Je rapporte en ces lieux ses flèches invincibles,
Du fils de Jupiter présents chers et terribles ;
Je rapporte sa cendre, et viens à ce héros.
Attendant des autels, élever des tombeaux.
Crois-moi ; s’il eût vécu, si d’un présent si rare
Le ciel pour les humains eût été moins avare,
J’aurais loin de Jocaste achevé mon destin :
Et, dût ma passion renaître dans mon sein,
Tu ne me verrais point, suivant l’amour pour guide,
Pour servir une femme abandonner Alcide.

Dimas.

J’ai plaint longtemps ce feu si puissant et si doux ;
Il naquit dans l’enfance, il croissait avec vous ;
Jocaste, par un père à son hymen forcée,
Au trône de Laïus à regret fut placée.
Hélas ! Par cet hymen qui coûta tant de pleurs,
Les destins en secret préparaient nos malheurs.
Que j’admirais en vous cette vertu suprême,
Ce cœur digne du trône et vainqueur de soi-même !
En vain l’amour parlait à ce cœur agité,
C’est le premier tyran que vous avez dompté.

Philoctète.

Il fallut fuir pour vaincre ; oui, je te le confesse,
Je luttai quelque temps ; je sentis ma faiblesse :
Il fallut m’arracher de ce funeste lieu,
Et je dis à Jocaste un éternel adieu.
Cependant l’univers, tremblant au nom d’Alcide,
Attendait son destin de sa valeur rapide ;
À ses divins travaux j’osai m’associer ;
Je marchai près de lui, ceint du même laurier.
C’est alors, en effet, que mon âme éclairée
Contre les passions se sentit assurée.
L’amitié d’un grand homme est un bienfait des dieux[1] :
Je lisais mon devoir et mon sort dans ses yeux ;
Des vertus avec lui je fis l’apprentissage ;
Sans endurcir mon cœur, j’affermis mon courage :
L’inflexible vertu m’enchaîna sous sa loi.

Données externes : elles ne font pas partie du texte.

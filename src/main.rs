//! `fits-metrics` CLI - score FITS predictions against a ground truth.

use std::net::SocketAddr;
use std::path::{Path, PathBuf};
use std::process::ExitCode;
use std::sync::Arc;

use anyhow::{Context, Result};
use clap::{Parser, Subcommand};
use tracing_subscriber::{layer::SubscriberExt, util::SubscriberInitExt};

use fits_metrics::{server, Config, Evaluator};

/// Compute PSNR, SNR and log-domain SNR between FITS images.
#[derive(Parser, Debug)]
#[command(name = "fits-metrics")]
#[command(version, about, long_about = None)]
struct Args {
    #[command(subcommand)]
    command: Command,

    /// Enable verbose output.
    #[arg(short, long, global = true)]
    verbose: bool,
}

#[derive(Subcommand, Debug)]
enum Command {
    /// Score one prediction file against a ground truth file.
    Compare {
        /// Ground truth FITS file.
        #[arg(value_name = "GROUND_TRUTH")]
        ground_truth: PathBuf,

        /// Prediction FITS file.
        #[arg(value_name = "PREDICTION")]
        prediction: PathBuf,

        /// Print the report as JSON.
        #[arg(long)]
        json: bool,
    },

    /// Serve the upload page and scoring endpoint.
    Serve {
        /// Ground truth FITS file.
        #[arg(long, default_value = "data/ground_truth.fits", value_name = "PATH")]
        ground_truth: PathBuf,

        /// Directory for staging uploads.
        #[arg(long, default_value = "uploads", value_name = "DIR")]
        upload_dir: PathBuf,

        /// Listen address.
        #[arg(long, default_value = "127.0.0.1:5000", value_name = "ADDR")]
        bind: SocketAddr,

        /// Largest accepted upload in MiB.
        #[arg(long, default_value = "64", value_name = "INT")]
        max_upload_mib: usize,
    },
}

fn main() -> ExitCode {
    let args = Args::parse();

    // Initialize logging
    let log_level = if args.verbose { "debug" } else { "info" };
    tracing_subscriber::registry()
        .with(
            tracing_subscriber::EnvFilter::try_from_default_env()
                .unwrap_or_else(|_| format!("fits_metrics={log_level}").into()),
        )
        .with(tracing_subscriber::fmt::layer().with_target(false))
        .init();

    if let Err(err) = run(args.command) {
        tracing::error!("{err:#}");
        return ExitCode::FAILURE;
    }

    ExitCode::SUCCESS
}

fn run(command: Command) -> Result<()> {
    match command {
        Command::Compare {
            ground_truth,
            prediction,
            json,
        } => compare(ground_truth, &prediction, json),
        Command::Serve {
            ground_truth,
            upload_dir,
            bind,
            max_upload_mib,
        } => {
            let config = Config {
                ground_truth,
                upload_dir,
                bind,
                max_upload_bytes: max_upload_mib
                    .checked_mul(1024 * 1024)
                    .context("upload limit is too large")?,
                ..Config::default()
            };
            serve(config)
        }
    }
}

fn compare(ground_truth: PathBuf, prediction: &Path, json: bool) -> Result<()> {
    if !prediction.exists() {
        anyhow::bail!("Prediction file does not exist: {}", prediction.display());
    }

    let config = Config {
        ground_truth,
        ..Config::default()
    };
    let evaluator = Evaluator::new(config).context("Failed to load ground truth")?;

    let report = evaluator
        .evaluate_path(prediction)
        .with_context(|| format!("Failed to score {}", prediction.display()))?;

    if json {
        println!("{}", serde_json::to_string_pretty(&report)?);
    } else {
        println!("File:    {}", report.filename);
        println!("PSNR:    {}", report.psnr);
        println!("SNR:     {}", report.snr);
        println!("LogSNR:  {}", report.logsnr);
    }

    Ok(())
}

fn serve(config: Config) -> Result<()> {
    let evaluator = Evaluator::new(config).context("Failed to initialize evaluator")?;

    let runtime = tokio::runtime::Runtime::new().context("Failed to start async runtime")?;
    runtime
        .block_on(server::serve(Arc::new(evaluator)))
        .context("Server error")?;

    Ok(())
}
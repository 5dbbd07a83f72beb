//! FITS decoding.

use std::path::Path;

use ndarray::{ArrayD, IxDyn};

use crate::error::{Error, Result};

use super::header::{parse_header, Bitpix, FitsHeader};
use super::FitsImage;

/// Read the primary data array of a FITS file.
///
/// # Errors
///
/// Returns an error if the file cannot be read or is not a FITS file with a
/// primary data array.
pub fn read_fits<P: AsRef<Path>>(path: P) -> Result<FitsImage> {
    let path = path.as_ref();

    let bytes = std::fs::read(path).map_err(|source| Error::FitsRead {
        path: path.to_path_buf(),
        source,
    })?;

    let image = decode_fits(&bytes)?;
    tracing::debug!(
        path = %path.display(),
        shape = ?image.shape(),
        bitpix = image.header.bitpix.code(),
        "decoded FITS file"
    );

    Ok(image)
}

/// Decode the primary data array from in-memory FITS bytes.
///
/// Stored values are converted to physical values `bzero + bscale * raw`.
/// Integer samples equal to `BLANK` become NaN.
///
/// # Errors
///
/// Returns [`Error::FitsNoData`] when the primary HDU has no data array and
/// [`Error::FitsFormat`] for malformed headers or truncated data.
pub fn decode_fits(bytes: &[u8]) -> Result<FitsImage> {
    let (header, offset) = parse_header(bytes)?;

    if header.axes.is_empty() || header.sample_count()? == 0 {
        return Err(Error::FitsNoData);
    }

    let len = header.data_len()?;
    let data = offset
        .checked_add(len)
        .and_then(|end| bytes.get(offset..end))
        .ok_or_else(|| Error::FitsFormat {
            reason: format!(
                "truncated data: expected {len} bytes, found {}",
                bytes.len().saturating_sub(offset)
            ),
        })?;

    let samples = decode_samples(&header, data);
    let data = ArrayD::from_shape_vec(IxDyn(&header.shape()), samples).map_err(|err| {
        Error::FitsFormat {
            reason: format!("cannot shape data array: {err}"),
        }
    })?;

    Ok(FitsImage { header, data })
}

/// Convert big-endian stored samples to physical `f64` values.
fn decode_samples(header: &FitsHeader, data: &[u8]) -> Vec<f64> {
    match header.bitpix {
        Bitpix::U8 => integers::<1>(header, data, |b| i64::from(b[0])),
        Bitpix::I16 => integers::<2>(header, data, |b| i64::from(i16::from_be_bytes(b))),
        Bitpix::I32 => integers::<4>(header, data, |b| i64::from(i32::from_be_bytes(b))),
        Bitpix::I64 => integers::<8>(header, data, i64::from_be_bytes),
        Bitpix::F32 => reals::<4>(header, data, |b| f64::from(f32::from_be_bytes(b))),
        Bitpix::F64 => reals::<8>(header, data, f64::from_be_bytes),
    }
}

#[allow(clippy::cast_precision_loss)]
fn integers<const N: usize>(
    header: &FitsHeader,
    data: &[u8],
    read: fn([u8; N]) -> i64,
) -> Vec<f64> {
    data.chunks_exact(N)
        .map(|chunk| {
            let raw = read(array(chunk));
            if header.blank == Some(raw) {
                f64::NAN
            } else {
                physical(header, raw as f64)
            }
        })
        .collect()
}

fn reals<const N: usize>(header: &FitsHeader, data: &[u8], read: fn([u8; N]) -> f64) -> Vec<f64> {
    data.chunks_exact(N)
        .map(|chunk| physical(header, read(array(chunk))))
        .collect()
}

#[inline]
#[allow(clippy::suboptimal_flops)]
fn physical(header: &FitsHeader, stored: f64) -> f64 {
    if header.is_scaled() {
        header.bzero + header.bscale * stored
    } else {
        stored
    }
}

#[inline]
fn array<const N: usize>(chunk: &[u8]) -> [u8; N] {
    let mut buf = [0u8; N];
    buf.copy_from_slice(chunk);
    buf
}
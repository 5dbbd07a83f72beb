//! Signal-to-noise ratio.

use ndarray::{ArrayBase, Data, Dimension};

use crate::error::{Error, Result};

use super::{check_shapes, sample, sum_of_squares};

/// Noise floor below which a reconstruction counts as perfect.
pub const SNR_EPSILON: f64 = 1e-10;

/// Compute the signal-to-noise ratio with the default [`SNR_EPSILON`].
///
/// # Errors
///
/// Returns an error if the shapes differ or the arrays are empty.
pub fn snr<A, S, T, D>(ground_truth: &ArrayBase<S, D>, prediction: &ArrayBase<T, D>) -> Result<f64>
where
    A: Copy + Into<f64>,
    S: Data<Elem = A>,
    T: Data<Elem = A>,
    D: Dimension,
{
    snr_with_epsilon(ground_truth, prediction, SNR_EPSILON)
}

/// Compute `10 * log10(signal / (noise + epsilon))` over the flattened arrays.
///
/// Signal power is the squared L2 norm of the ground truth, noise power the
/// squared L2 norm of `ground_truth - prediction`. A noise power below
/// `epsilon` returns `+inf`. A ground truth of all zeros has no signal power
/// and returns `-inf` whenever the noise is above the floor.
///
/// # Errors
///
/// Returns an error if the shapes differ, the arrays are empty, or `epsilon`
/// is negative or not finite.
pub fn snr_with_epsilon<A, S, T, D>(
    ground_truth: &ArrayBase<S, D>,
    prediction: &ArrayBase<T, D>,
    epsilon: f64,
) -> Result<f64>
where
    A: Copy + Into<f64>,
    S: Data<Elem = A>,
    T: Data<Elem = A>,
    D: Dimension,
{
    if !epsilon.is_finite() || epsilon < 0.0 {
        return Err(Error::InvalidParameter {
            name: "epsilon".to_string(),
            reason: format!("must be finite and non-negative, got {epsilon}"),
        });
    }

    check_shapes(ground_truth, prediction)?;

    let signal_power = sum_of_squares(ground_truth.iter().map(|&v| sample(v)));
    let noise_power = sum_of_squares(
        ground_truth
            .iter()
            .zip(prediction.iter())
            .map(|(&g, &p)| sample(g) - sample(p)),
    );

    if noise_power < epsilon {
        return Ok(f64::INFINITY);
    }

    Ok(10.0 * (signal_power / (noise_power + epsilon)).log10())
}
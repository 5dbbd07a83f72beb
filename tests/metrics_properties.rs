//! Randomized properties of the metric functions.

use fits_metrics::metrics::{log_transform, psnr, snr, LOG_SCALE};
use ndarray::{Array2, Array3};
use rand::rngs::StdRng;
use rand::{Rng, SeedableRng};

#[test]
fn test_metrics_degrade_as_error_grows() {
    let mut rng = StdRng::seed_from_u64(0x5eed);

    for _ in 0..25 {
        let gt = Array2::from_shape_fn((16, 16), |_| rng.random_range(0.0..1000.0));
        let pattern = Array2::from_shape_fn((16, 16), |_| rng.random_range(-1.0..1.0));

        let mut last_psnr = f64::INFINITY;
        let mut last_snr = f64::INFINITY;

        for scale in [0.01, 0.1, 1.0, 10.0, 100.0] {
            let prediction = &gt + &(&pattern * scale);

            let p = psnr(&gt, &prediction).unwrap();
            let s = snr(&gt, &prediction).unwrap();

            assert!(p.is_finite() && s.is_finite());
            assert!(p <= last_psnr, "psnr rose from {last_psnr} to {p} at scale {scale}");
            assert!(s <= last_snr, "snr rose from {last_snr} to {s} at scale {scale}");

            last_psnr = p;
            last_snr = s;
        }
    }
}

#[test]
fn test_self_comparison_is_infinite() {
    let mut rng = StdRng::seed_from_u64(42);

    for _ in 0..10 {
        let a = Array3::from_shape_fn((3, 5, 7), |_| rng.random_range(-50.0..50.0));

        assert_eq!(psnr(&a, &a.view()).unwrap(), f64::INFINITY);
        assert_eq!(snr(&a, &a.view()).unwrap(), f64::INFINITY);
    }
}

#[test]
fn test_log_transform_clamps_and_preserves_order() {
    let mut rng = StdRng::seed_from_u64(7);
    let zero = log_transform(&ndarray::array![0.0], LOG_SCALE).unwrap()[0];

    let input = Array2::from_shape_fn((32, 32), |_| rng.random_range(-100.0..100.0));
    let output = log_transform(&input, LOG_SCALE).unwrap();

    assert_eq!(output.shape(), input.shape());

    let mut pairs: Vec<(f64, f64)> = input.iter().copied().zip(output.iter().copied()).collect();
    for &(x, y) in &pairs {
        if x < 0.0 {
            assert_eq!(y, zero);
        }
    }

    pairs.sort_by(|a, b| a.0.total_cmp(&b.0));
    for window in pairs.windows(2) {
        assert!(window[0].1 <= window[1].1);
    }
}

  1. On sait qu’en 1807, pendant les fêtes de l’entrevue de Tilsitt, l’empereur de Russie Alexandre, en entendant ce vers à une représentation d’Œdipe, serra la main de son nouvel ami Napoléon, s’inclina, et dit : « Je ne l’ai jamais mieux senti. » Napoléon accepta la flatterie avec le même sérieux qu’Alexandre la lui adressait. (G. A.) »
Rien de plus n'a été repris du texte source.